Shopping list for performance improvements

I think there are a few different ways to improve the library performance, but I'm not sure which ones to prioritize:

Make sure that every user obtains a version that's compiled for their specific CPU architecture (i386, SSE2, AVX, AVX512, maybe various ARM versions). The impact in multi-D transforms will be very significant. Is there any mechanism for this in the scipy deployment process (different wheels for different x86 CPUs, on-the-fly recompilation of performance-critical code, etc.)?
OpenMP within scipy (@peterbell10 is investigating this).
1D transforms: convert them into 2D transforms using Tukey's 4 step algorithm if they are large enough (https://en.wikipedia.org/wiki/Cooley%E2%80%93Tukey_FFT_algorithm#Variations). This would enable vectorized sub-FFTs.

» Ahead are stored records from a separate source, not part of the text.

//! Room client error types.
//!
//! Server failures arrive as the JSON error envelope and are mapped back to
//! the same taxonomy the server uses. `is_retryable` tells the reconciler
//! which failed subscriptions are worth another attempt.

use common::error::{ErrorCode, ErrorResponse};
use thiserror::Error;

/// Room client error type.
#[derive(Debug, Clone, PartialEq, Eq, Error)]
pub enum ClientError {
    /// Peer, transport, producer or consumer does not exist (yet).
    #[error("Not found: {0}")]
    NotFound(String),

    /// Capability mismatch; permanent for this producer.
    #[error("Unsupported: {0}")]
    Unsupported(String),

    /// Duplicate registration.
    #[error("Conflict: {0}")]
    Conflict(String),

    /// The server rejected the request as malformed.
    #[error("Bad request: {0}")]
    BadRequest(String),

    /// The server failed internally.
    #[error("Server error: {0}")]
    Server(String),

    /// The request never got an answer (connect, timeout, socket error).
    #[error("Transport error: {0}")]
    Transport(String),

    /// The server sent something this client does not understand.
    #[error("Protocol error: {0}")]
    Protocol(String),

    /// The participant or its actor has shut down.
    #[error("Client closed")]
    Closed,
}

impl ClientError {
    /// Whether the failed operation may succeed if retried.
    #[must_use]
    pub const fn is_retryable(&self) -> bool {
        matches!(
            self,
            ClientError::NotFound(_) | ClientError::Server(_) | ClientError::Transport(_)
        )
    }

    /// Map an error envelope to a client error.
    #[must_use]
    pub fn from_envelope(envelope: ErrorResponse) -> Self {
        let message = envelope.error.message;
        match envelope.error.code {
            ErrorCode::NotFound => ClientError::NotFound(message),
            ErrorCode::Unsupported => ClientError::Unsupported(message),
            ErrorCode::Conflict => ClientError::Conflict(message),
            ErrorCode::BadRequest => ClientError::BadRequest(message),
            ErrorCode::InternalError => ClientError::Server(message),
        }
    }

    /// Map a bare HTTP status (no parsable envelope) to a client error.
    #[must_use]
    pub fn from_status(status: u16) -> Self {
        let message = format!("HTTP {status}");
        match status {
            404 => ClientError::NotFound(message),
            412 => ClientError::Unsupported(message),
            409 => ClientError::Conflict(message),
            400..=499 => ClientError::BadRequest(message),
            _ => ClientError::Server(message),
        }
    }
}

impl From<reqwest::Error> for ClientError {
    fn from(err: reqwest::Error) -> Self {
        if err.is_decode() {
            ClientError::Protocol(err.to_string())
        } else {
            ClientError::Transport(err.to_string())
        }
    }
}

impl From<tokio_tungstenite::tungstenite::Error> for ClientError {
    fn from(err: tokio_tungstenite::tungstenite::Error) -> Self {
        ClientError::Transport(err.to_string())
    }
}

#[cfg(test)]
#[allow(clippy::unwrap_used, clippy::expect_used)]
mod tests {
    use super::*;

    #[test]
    fn test_envelope_mapping() {
        let err = ClientError::from_envelope(ErrorResponse::new(
            ErrorCode::Unsupported,
            "Cannot consume",
        ));
        assert_eq!(err, ClientError::Unsupported("Cannot consume".to_string()));

        let err =
            ClientError::from_envelope(ErrorResponse::new(ErrorCode::InternalError, "oops"));
        assert!(matches!(err, ClientError::Server(_)));
    }

    #[test]
    fn test_status_fallback() {
        assert!(matches!(ClientError::from_status(404), ClientError::NotFound(_)));
        assert!(matches!(ClientError::from_status(412), ClientError::Unsupported(_)));
        assert!(matches!(ClientError::from_status(422), ClientError::BadRequest(_)));
        assert!(matches!(ClientError::from_status(503), ClientError::Server(_)));
    }

    #[test]
    fn test_retryable() {
        assert!(ClientError::NotFound(String::new()).is_retryable());
        assert!(ClientError::Transport(String::new()).is_retryable());
        assert!(ClientError::Server(String::new()).is_retryable());
        assert!(!ClientError::Unsupported(String::new()).is_retryable());
        assert!(!ClientError::Conflict(String::new()).is_retryable());
        assert!(!ClientError::BadRequest(String::new()).is_retryable());
        assert!(!ClientError::Closed.is_retryable());
    }
}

Not sure how much can be gained there.
multi-D transforms: it seems that most time of many transforms is actually not spent in the 1D FFTs proper, but rather in the memory reordering steps called by general_nd. This could probably be improved by doing explicit transposition steps between the FFTs over the individual axes. but that in turn requires significant additional memory (one or two multi-D-arrays), so this can only be optional.
(related to the point above) Big performance improvements can be obtained by avoiding critical strides. Example:
a=np.zeros((4096,4096))+0j
%timeit ppf.c2c(a,out=a)
a=np.zeros((4096,4097))+0j
%timeit ppf.c2c(a[:,0:4096],out=a[:,0:4096])
We may want to make use of this, e.g. by allocating a slighty too large output array and returning a view of that when advantageous.

Edited Aug 04, 2019 by Martin Reinecke